*Exercise details:* Search the material for the word "least" and report each line where it turns up.

※ ※ ※

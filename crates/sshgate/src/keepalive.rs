//! SSH keepalive configuration.
//!
//! The server periodically sends `keepalive@openssh.com` global requests with
//! want-reply set. Any reply, success or failure, counts as a sign of life. A
//! connection that leaves [`KeepaliveConfig::max_missed`] consecutive probes
//! unanswered is closed and goes through normal teardown.
//!
//! # Example
//!
//! ```
//! use sshgate::KeepaliveConfig;
//! use std::time::Duration;
//!
//! let config = KeepaliveConfig::new()
//!     .interval(Duration::from_secs(10))
//!     .max_missed(5);
//! assert!(config.validate().is_ok());
//! assert_eq!(config.dead_after(), Some(Duration::from_secs(50)));
//! ```

use std::time::Duration;

use serde::{Deserialize, Serialize};

use crate::error::{Result, ServerError};

/// Keepalive configuration.
#[derive(Debug, Clone, PartialEq, Eq, Serialize, Deserialize)]
#[serde(default, rename_all = "camelCase")]
pub struct KeepaliveConfig {
    /// Enable keepalive probes.
    pub enabled: bool,
    /// Interval between probes.
    #[serde(with = "crate::config::duration_secs")]
    pub interval: Duration,
    /// Unanswered probes tolerated before the connection is closed.
    pub max_missed: u32,
}

impl Default for KeepaliveConfig {
    fn default() -> Self {
        Self {
            enabled: true,
            interval: Duration::from_secs(30),
            max_missed: 3,
        }
    }
}

impl KeepaliveConfig {
    /// Create new config.
    #[must_use]
    pub fn new() -> Self {
        Self::default()
    }

    /// Set interval between probes.
    #[must_use]
    pub const fn interval(mut self, interval: Duration) -> Self {
        self.interval = interval;
        self
    }

    /// Set maximum missed probes before the connection is considered dead.
    #[must_use]
    pub const fn max_missed(mut self, max: u32) -> Self {
        self.max_missed = max;
        self
    }

    /// Enable or disable keepalive.
    #[must_use]
    pub const fn enabled(mut self, enabled: bool) -> Self {
        self.enabled = enabled;
        self
    }

    /// Create a disabled keepalive config.
    #[must_use]
    pub fn disabled() -> Self {
        Self {
            enabled: false,
            ..Default::default()
        }
    }

    /// How long a silent peer survives after the first probe.
    #[must_use]
    pub fn dead_after(&self) -> Option<Duration> {
        self.enabled.then(|| self.interval * self.max_missed)
    }

    /// Check the bounds: an interval of at least one second and at least one
    /// tolerated miss.
    pub fn validate(&self) -> Result<()> {
        if !self.enabled {
            return Ok(());
        }
        if self.interval < Duration::from_secs(1) {
            return Err(ServerError::config(format!(
                "keepalive interval must be at least 1s, got {:?}",
                self.interval
            )));
        }
        if self.max_missed == 0 {
            return Err(ServerError::config("keepalive maxMissed must be at least 1"));
        }
        Ok(())
    }

    /// Copy these settings onto the transport configuration.
    pub(crate) fn apply(&self, config: &mut russh::server::Config) {
        if self.enabled {
            config.keepalive_interval = Some(self.interval);
            config.keepalive_max = self.max_missed as usize;
        } else {
            config.keepalive_interval = None;
        }
    }
}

※ ※ ※

*Task result:*
    /// Check the bounds: an interval of at least one second and at least one
                "keepalive interval must be at least 1s, got {:?}",
            return Err(ServerError::config("keepalive maxMissed must be at least 1"));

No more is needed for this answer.